Department of Basic Sciences and Humanities, College of Electrical and Mechanical Engineering, National University of Sciences and Technology, P.O. Box 45200, Main Peshawar Rd, Rawalpindi 45200, Pakistan.
ACS Omega. 2025 Jul 3;10(27):29180-29193. doi: 10.1021/acsomega.5c01839. eCollection 2025 Jul 15.
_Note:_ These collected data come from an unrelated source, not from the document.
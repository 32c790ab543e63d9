//! Basic structural statistics for an undirected graph.
//!
//! # Statistics Provided
//!
//! - **node_count** / **edge_count**: sizes of the node and edge sets.
//! - **density**: `edge_count / (node_count * (node_count - 1) / 2)`. A
//!   complete graph has density 1.0; empty and single-node graphs have 0.0.
//! - **component_count**: number of connected components.
//! - **isolated_node_count**: nodes with degree 0.
//! - **max_degree** / **mean_degree**: degree extremes. The mean is
//!   `2 * edge_count / node_count`.

use petgraph::algo::connected_components;
use serde::Serialize;

use crate::graph::build::{Graph, max_edge_count};

// ---------------------------------------------------------------------------
// GraphStats
// ---------------------------------------------------------------------------

/// Summary statistics for one graph.
#[derive(Debug, Clone, PartialEq, Serialize)]
pub struct GraphStats {
    /// Number of nodes.
    pub node_count: usize,
    /// Number of undirected edges.
    pub edge_count: usize,
    /// Fraction of possible edges present. Zero for graphs with 0 or 1 node.
    pub density: f64,
    /// Number of connected components (0 for the empty graph).
    pub component_count: usize,
    /// Number of nodes with no incident edges.
    pub isolated_node_count: usize,
    /// Highest degree of any node.
    pub max_degree: usize,
    /// Average degree. Zero for the empty graph.
    pub mean_degree: f64,
}

impl GraphStats {
    /// Compute statistics for `graph`.
    #[must_use]
    #[allow(clippy::cast_precision_loss)]
    pub fn from_graph(graph: &Graph) -> Self {
        let node_count = graph.node_count();
        let edge_count = graph.edge_count();

        let component_count = if node_count == 0 {
            0
        } else {
            connected_components(&graph.graph)
        };

        let degrees = (0..node_count).map(|i| graph.degree(i));
        let isolated_node_count = degrees.clone().filter(|&d| d == 0).count();
        let max_degree = degrees.max().unwrap_or(0);

        let mean_degree = if node_count == 0 {
            0.0
        } else {
            (2 * edge_count) as f64 / node_count as f64
        };

        Self {
            node_count,
            edge_count,
            density: compute_density(node_count, edge_count),
            component_count,
            isolated_node_count,
            max_degree,
            mean_degree,
        }
    }
}

#[allow(clippy::cast_precision_loss)]
fn compute_density(node_count: usize, edge_count: usize) -> f64 {
    let max_edges = max_edge_count(node_count);
    if max_edges == 0 {
        return 0.0;
    }
    edge_count as f64 / max_edges as f64
}

// ---------------------------------------------------------------------------
// Tests
// ---------------------------------------------------------------------------
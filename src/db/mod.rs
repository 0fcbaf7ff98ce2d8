use crate::domain::{AnimeId, MalId, SeasonId};
use crate::models::anime::{AnimeRecord, AnimeUpdate, NewAnime, RecentAnime};
use crate::models::episode::{EpisodeRecord, NewEpisode, RecentEpisode};
use crate::models::season::{NewSeason, SeasonRecord};
use anyhow::Result;
use sea_orm::{
    ConnectOptions, ConnectionTrait, Database, DatabaseConnection, DbErr, Statement,
};
use std::fmt;
use std::path::Path;
use std::time::Duration;
use thiserror::Error;
use tracing::info;

pub mod migrator;
pub mod repositories;

/// Errors raised by the persistence gateway.
#[derive(Debug, Error)]
pub enum StoreError {
    #[error("Database error: {0}")]
    Database(#[from] DbErr),

    #[error("Invalid {table} row {id}: {reason}")]
    InvalidRow {
        table: &'static str,
        id: i32,
        reason: String,
    },
}

impl StoreError {
    pub fn invalid_row(table: &'static str, id: i32, reason: impl fmt::Display) -> Self {
        Self::InvalidRow {
            table,
            id,
            reason: reason.to_string(),
        }
    }
}

pub type StoreResult<T> = std::result::Result<T, StoreError>;

/// The persistence operations the catalog synchronizer depends on.
///
/// `insert_anime` must reject a second row with the same MAL id; the
/// synchronizer's own existence check is a plain read-then-write.
#[async_trait::async_trait]
pub trait CatalogStore: Send + Sync {
    async fn find_anime_by_mal_id(&self, mal_id: MalId) -> StoreResult<Option<AnimeRecord>>;

    async fn insert_anime(&self, anime: NewAnime) -> StoreResult<AnimeRecord>;

    async fn update_anime(&self, id: AnimeId, update: AnimeUpdate) -> StoreResult<()>;

    /// Seasons of an anime ordered by season number.
    async fn find_seasons_by_anime(&self, anime_id: AnimeId) -> StoreResult<Vec<SeasonRecord>>;

    async fn insert_season(&self, season: NewSeason) -> StoreResult<SeasonRecord>;

    /// Episode numbers already stored for a season, ascending.
    async fn find_episode_numbers(&self, season_id: SeasonId) -> StoreResult<Vec<i32>>;

    async fn insert_episodes(&self, episodes: Vec<NewEpisode>) -> StoreResult<()>;
}

#[derive(Clone)]
pub struct Store {
    pub conn: DatabaseConnection,
}

impl Store {
    pub async fn with_pool_options(
        db_url: &str,
        max_connections: u32,
        min_connections: u32,
    ) -> Result<Self> {
        use sea_orm_migration::MigratorTrait;

        if !db_url.contains(":memory:") {
            let path_str = db_url.trim_start_matches("sqlite:");
            if let Some(parent) = Path::new(path_str).parent() {
                tokio::fs::create_dir_all(parent).await.ok();
            }
            if !Path::new(path_str).exists() {
                std::fs::File::create(path_str)?;
            }
        }

        let mut opt = ConnectOptions::new(db_url.to_string());
        opt.max_connections(max_connections)
            .min_connections(min_connections)
            .connect_timeout(Duration::from_secs(10))
            .acquire_timeout(Duration::from_secs(10))
            .idle_timeout(Duration::from_secs(300))
            .max_lifetime(Duration::from_secs(600))
            .sqlx_logging(false);

        let conn = Database::connect(opt).await?;

        migrator::Migrator::up(&conn, None).await?;

        info!(
            "Database connected & migrations applied (pool: {}-{})",
            min_connections, max_connections
        );

        Ok(Self { conn })
    }

    /// Single-connection in-memory database, mainly for tests.
    pub async fn in_memory() -> Result<Self> {
        Self::with_pool_options("sqlite::memory:", 1, 1).await
    }

    pub async fn ping(&self) -> Result<()> {
        let backend = self.conn.get_database_backend();
        self.conn
            .query_one(Statement::from_string(backend, "SELECT 1".to_string()))
            .await?;
        Ok(())
    }

    fn anime_repo(&self) -> repositories::anime::AnimeRepository {
        repositories::anime::AnimeRepository::new(self.conn.clone())
    }

    fn season_repo(&self) -> repositories::season::SeasonRepository {
        repositories::season::SeasonRepository::new(self.conn.clone())
    }

    fn episode_repo(&self) -> repositories::episode::EpisodeRepository {
        repositories::episode::EpisodeRepository::new(self.conn.clone())
    }

    pub async fn get_anime(&self, id: AnimeId) -> StoreResult<Option<AnimeRecord>> {
        self.anime_repo().get(id).await
    }

    pub async fn recent_anime(&self, limit: u64) -> StoreResult<Vec<RecentAnime>> {
        self.anime_repo().recent(limit).await
    }

    pub async fn recent_episodes(&self, limit: u64) -> StoreResult<Vec<RecentEpisode>> {
        self.episode_repo().recent(limit).await
    }

    pub async fn episodes_for_season(&self, season_id: SeasonId) -> StoreResult<Vec<EpisodeRecord>> {
        self.episode_repo().list_for_season(season_id).await
    }
}

#[async_trait::async_trait]
impl CatalogStore for Store {
    async fn find_anime_by_mal_id(&self, mal_id: MalId) -> StoreResult<Option<AnimeRecord>> {
        self.anime_repo().find_by_mal_id(mal_id).await
    }

    async fn insert_anime(&self, anime: NewAnime) -> StoreResult<AnimeRecord> {
        self.anime_repo().insert(anime).await
    }

    async fn update_anime(&self, id: AnimeId, update: AnimeUpdate) -> StoreResult<()> {
        self.anime_repo().update(id, update).await
    }

    async fn find_seasons_by_anime(&self, anime_id: AnimeId) -> StoreResult<Vec<SeasonRecord>> {
        self.season_repo().find_by_anime(anime_id).await
    }

    async fn insert_season(&self, season: NewSeason) -> StoreResult<SeasonRecord> {
        self.season_repo().insert(season).await
    }

    async fn find_episode_numbers(&self, season_id: SeasonId) -> StoreResult<Vec<i32>> {
        self.episode_repo().numbers_for_season(season_id).await
    }

    async fn insert_episodes(&self, episodes: Vec<NewEpisode>) -> StoreResult<()> {
        self.episode_repo().insert_many(episodes).await
    }
}

#[cfg(test)]
mod tests {
    use super::*;
    use crate::domain::{AgeRating, AnimeStatus};

    fn new_anime(mal_id: i32) -> NewAnime {
        NewAnime {
            mal_id: MalId::new(mal_id),
            title: "Death Note".to_string(),
            original_title: Some("デスノート".to_string()),
            synopsis: Some("A notebook.".to_string()),
            cover_image: None,
            trailer_url: None,
            age_rating: AgeRating::R,
            status: AnimeStatus::Completed,
            release_date: Some("2006-10-04T00:00:00+00:00".to_string()),
            end_date: Some("2007-06-27T00:00:00+00:00".to_string()),
            score: Some(8.62),
        }
    }

    fn new_episode(season_id: SeasonId, number: i32) -> NewEpisode {
        NewEpisode {
            season_id,
            number,
            title: format!("Episode {number}"),
            synopsis: None,
            duration: 23,
            air_date: None,
            filler: false,
            recap: false,
        }
    }

    #[tokio::test]
    async fn insert_and_find_anime_by_mal_id() {
        let store = Store::in_memory().await.unwrap();

        let inserted = store.insert_anime(new_anime(1535)).await.unwrap();
        assert_eq!(inserted.mal_id, Some(MalId::new(1535)));
        assert_eq!(inserted.age_rating, AgeRating::R);

        let found = store
            .find_anime_by_mal_id(MalId::new(1535))
            .await
            .unwrap()
            .expect("anime should exist");
        assert_eq!(found.id, inserted.id);
        assert_eq!(found.title, "Death Note");

        assert!(
            store
                .find_anime_by_mal_id(MalId::new(1))
                .await
                .unwrap()
                .is_none()
        );
    }

    #[tokio::test]
    async fn duplicate_mal_id_is_rejected() {
        let store = Store::in_memory().await.unwrap();
        store.insert_anime(new_anime(1535)).await.unwrap();

        let err = store.insert_anime(new_anime(1535)).await.unwrap_err();
        assert!(matches!(err, StoreError::Database(_)));
    }

    #[tokio::test]
    async fn update_overwrites_mutable_fields() {
        let store = Store::in_memory().await.unwrap();
        let anime = store.insert_anime(new_anime(21)).await.unwrap();

        store
            .update_anime(
                anime.id,
                AnimeUpdate {
                    title: "One Piece".to_string(),
                    synopsis: None,
                    status: AnimeStatus::Ongoing,
                    end_date: None,
                    score: Some(8.7),
                },
            )
            .await
            .unwrap();

        let updated = store.get_anime(anime.id).await.unwrap().unwrap();
        assert_eq!(updated.title, "One Piece");
        assert_eq!(updated.status, AnimeStatus::Ongoing);
        assert_eq!(updated.synopsis, None);
        assert_eq!(updated.end_date, None);
        assert_eq!(updated.age_rating, AgeRating::R);
    }

    #[tokio::test]
    async fn seasons_are_ordered_by_number() {
        let store = Store::in_memory().await.unwrap();
        let anime = store.insert_anime(new_anime(5)).await.unwrap();

        store
            .insert_season(NewSeason {
                anime_id: anime.id,
                number: 2,
                title: None,
            })
            .await
            .unwrap();
        store.insert_season(NewSeason::first(anime.id)).await.unwrap();

        let seasons = store.find_seasons_by_anime(anime.id).await.unwrap();
        let numbers: Vec<i32> = seasons.iter().map(|s| s.number).collect();
        assert_eq!(numbers, vec![1, 2]);
        assert_eq!(seasons[0].title.as_deref(), Some("Season 1"));
    }

    #[tokio::test]
    async fn episode_numbers_are_unique_per_season() {
        let store = Store::in_memory().await.unwrap();
        let anime = store.insert_anime(new_anime(30)).await.unwrap();
        let season = store.insert_season(NewSeason::first(anime.id)).await.unwrap();

        store
            .insert_episodes(vec![new_episode(season.id, 2), new_episode(season.id, 1)])
            .await
            .unwrap();
        assert_eq!(
            store.find_episode_numbers(season.id).await.unwrap(),
            vec![1, 2]
        );

        let err = store
            .insert_episodes(vec![new_episode(season.id, 2)])
            .await
            .unwrap_err();
        assert!(matches!(err, StoreError::Database(_)));
    }

    #[tokio::test]
    async fn empty_episode_batch_is_a_no_op() {
        let store = Store::in_memory().await.unwrap();
        store.insert_episodes(Vec::new()).await.unwrap();
    }

    #[tokio::test]
    async fn large_batches_are_chunked() {
        let store = Store::in_memory().await.unwrap();
        let anime = store.insert_anime(new_anime(21)).await.unwrap();
        let season = store.insert_season(NewSeason::first(anime.id)).await.unwrap();

        let episodes = (1..=1200).map(|n| new_episode(season.id, n)).collect();
        store.insert_episodes(episodes).await.unwrap();

        let numbers = store.find_episode_numbers(season.id).await.unwrap();
        assert_eq!(numbers.len(), 1200);
        assert_eq!(numbers.last(), Some(&1200));
    }

    #[tokio::test]
    async fn recent_listings_join_anime_titles() {
        let store = Store::in_memory().await.unwrap();
        let anime = store.insert_anime(new_anime(1535)).await.unwrap();
        let season = store.insert_season(NewSeason::first(anime.id)).await.unwrap();
        store
            .insert_episodes(vec![new_episode(season.id, 1)])
            .await
            .unwrap();

        let recent_anime = store.recent_anime(10).await.unwrap();
        assert_eq!(recent_anime.len(), 1);
        assert_eq!(recent_anime[0].title, "Death Note");

        let recent_episodes = store.recent_episodes(10).await.unwrap();
        assert_eq!(recent_episodes.len(), 1);
        assert_eq!(recent_episodes[0].anime_title, "Death Note");
        assert_eq!(recent_episodes[0].episode_number, 1);
        assert_eq!(recent_episodes[0].anime_id, anime.id);
    }

    #[tokio::test]
    async fn invalid_stored_enum_fails_fast() {
        let store = Store::in_memory().await.unwrap();
        let anime = store.insert_anime(new_anime(99)).await.unwrap();

        store
            .conn
            .execute_unprepared(&format!(
                "UPDATE anime SET age_rating = 'MA' WHERE id = {}",
                anime.id
            ))
            .await
            .unwrap();

        let err = store.get_anime(anime.id).await.unwrap_err();
        assert!(matches!(err, StoreError::InvalidRow { table: "anime", .. }));
    }
}
//! Normalization of upstream catalog fields into stored values.
//!
//! Every function here is total: unrecognized input falls back to a fixed
//! default instead of failing the run.

use crate::clients::jikan::JikanEpisode;
use crate::domain::{AgeRating, AnimeStatus};
use regex::Regex;
use std::sync::OnceLock;

/// Runtime assumed when the upstream duration string carries no minutes.
pub const DEFAULT_RUNTIME_MINUTES: i32 = 24;

const YOUTUBE_EMBED_PREFIX: &str = "https://www.youtube.com/embed/";

fn get_regex(re: &'static OnceLock<Regex>, pattern: &str) -> &'static Regex {
    re.get_or_init(|| Regex::new(pattern).expect("Invalid regex pattern defined in code"))
}

#[must_use]
pub fn map_age_rating(rating: &str) -> AgeRating {
    match rating {
        "G - All Ages" => AgeRating::G,
        "PG - Children" => AgeRating::Pg,
        "PG-13 - Teens 13 or older" => AgeRating::Pg13,
        "R - 17+ (violence & profanity)" => AgeRating::R,
        "R+ - Mild Nudity" => AgeRating::RPlus,
        "Rx - Hentai" => AgeRating::Rx,
        _ => AgeRating::default(),
    }
}

#[must_use]
pub fn map_lifecycle_status(status: &str) -> AnimeStatus {
    match status {
        "Currently Airing" => AnimeStatus::Ongoing,
        "Finished Airing" => AnimeStatus::Completed,
        "Not yet aired" => AnimeStatus::Upcoming,
        _ => AnimeStatus::default(),
    }
}

/// Extracts minutes from strings like `"23 min per ep"` or `"1 hr 30 min"`.
///
/// Only the first `<digits> min` group counts, so hours are ignored.
#[must_use]
pub fn parse_runtime_minutes(duration: &str) -> i32 {
    static RE: OnceLock<Regex> = OnceLock::new();
    let re = get_regex(&RE, r"(\d+)\s*min");

    re.captures(duration)
        .and_then(|caps| caps.get(1))
        .and_then(|m| m.as_str().parse().ok())
        .unwrap_or(DEFAULT_RUNTIME_MINUTES)
}

/// Rewrites a YouTube watch/short/legacy URL into its embed form.
///
/// URLs already in embed form are returned unchanged; anything without a
/// recognizable 11-character video id yields `None`.
#[must_use]
pub fn normalize_trailer_url(url: Option<&str>) -> Option<String> {
    static RE: OnceLock<Regex> = OnceLock::new();
    let re = get_regex(
        &RE,
        r"(?:https?://)?(?:www\.)?(?:youtube\.com/(?:[^/\n\s]+/\S+/|(?:v|e(?:mbed)?)/|\S*?[?&]v=)|youtu\.be/)([a-zA-Z0-9_-]{11})",
    );

    let url = url?.trim();
    if url.is_empty() {
        return None;
    }
    if url.contains("youtube.com/embed/") {
        return Some(url.to_string());
    }

    let id = re.captures(url)?.get(1)?.as_str();
    Some(format!("{YOUTUBE_EMBED_PREFIX}{id}"))
}

fn non_empty(value: Option<&str>) -> Option<&str> {
    value.map(str::trim).filter(|v| !v.is_empty())
}

/// Prefers the alternate (usually English) title when it has content.
#[must_use]
pub fn select_title(alternate: Option<&str>, primary: &str) -> String {
    non_empty(alternate).unwrap_or(primary).to_string()
}

#[must_use]
pub fn episode_title(episode: &JikanEpisode, number: i32) -> String {
    non_empty(episode.title_romanji.as_deref())
        .or_else(|| non_empty(episode.title_english.as_deref()))
        .or_else(|| non_empty(episode.title.as_deref()))
        .or_else(|| non_empty(episode.title_japanese.as_deref()))
        .map_or_else(|| format!("Episode {number}"), str::to_string)
}

#[must_use]
pub fn episode_synopsis(episode: &JikanEpisode, number: i32, anime_title: &str) -> String {
    non_empty(episode.synopsis.as_deref())
        .map_or_else(|| format!("Episode {number} of {anime_title}"), str::to_string)
}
Fusarium wilt is a soil-borne disease that leads to wilting, yellowing, and sometimes death of various plant species. This article examines the correlations between physicochemical properties and molecular invariants of the chemical structures of molecular biocontrol agents used to mitigate Fusarium wilt, a plant disease. The study considers effective agents like fungicides (thiophanate-methyl, azoxystrobin, trifloxystrobin, fludioxonil, and metalaxyl), soil fumigants (chloropicrin, metam sodium, and 1,3-dichloropropene), and molecular biocontrol agents (methionine and adenosine). This is the first review of QSPR studies on plant diseases in the literature. For the chemical structures of these molecular biocontrol agents, we have calculated M-polynomials of various molecular invariants, including the Zagreb-type indices, atom-bond connectivity index, harmonic index, Sombor index, forgotten index, and symmetric division degree index. The relationships identified through regression analysis provide insights into their effectiveness and optimization. Our findings highlight the best regression coefficients, which have the lowest RMSE and the maximum -statistics values for significant correlations. Using these regression coefficients, we can predict the behavior of bioagents.
枯萎病是一种土传病害,会导致多种植物物种枯萎、发黄,有时甚至死亡。本文研究了用于减轻植物病害枯萎病的分子生物防治剂的化学结构的物理化学性质与分子不变量之间的相关性。该研究考虑了杀菌剂(甲基托布津、嘧菌酯、肟菌酯、咯菌腈和甲霜灵)、土壤熏蒸剂(氯化苦、威百亩和1,3 - 二氯丙烯)以及分子生物防治剂(蛋氨酸和腺苷)等有效药剂。这是文献中关于植物病害定量构效关系(QSPR)研究的首次综述。对于这些分子生物防治剂的化学结构,我们计算了各种分子不变量的M - 多项式,包括 Zagreb 型指数、原子键连接性指数、调和指数、Sombor 指数、遗忘指数和对称分裂度指数。通过回归分析确定的关系为它们的有效性和优化提供了见解。我们的研究结果突出了最佳回归系数,这些系数具有最低的均方根误差(RMSE)和显著相关性的最大统计值。利用这些回归系数,我们可以预测生物制剂的行为。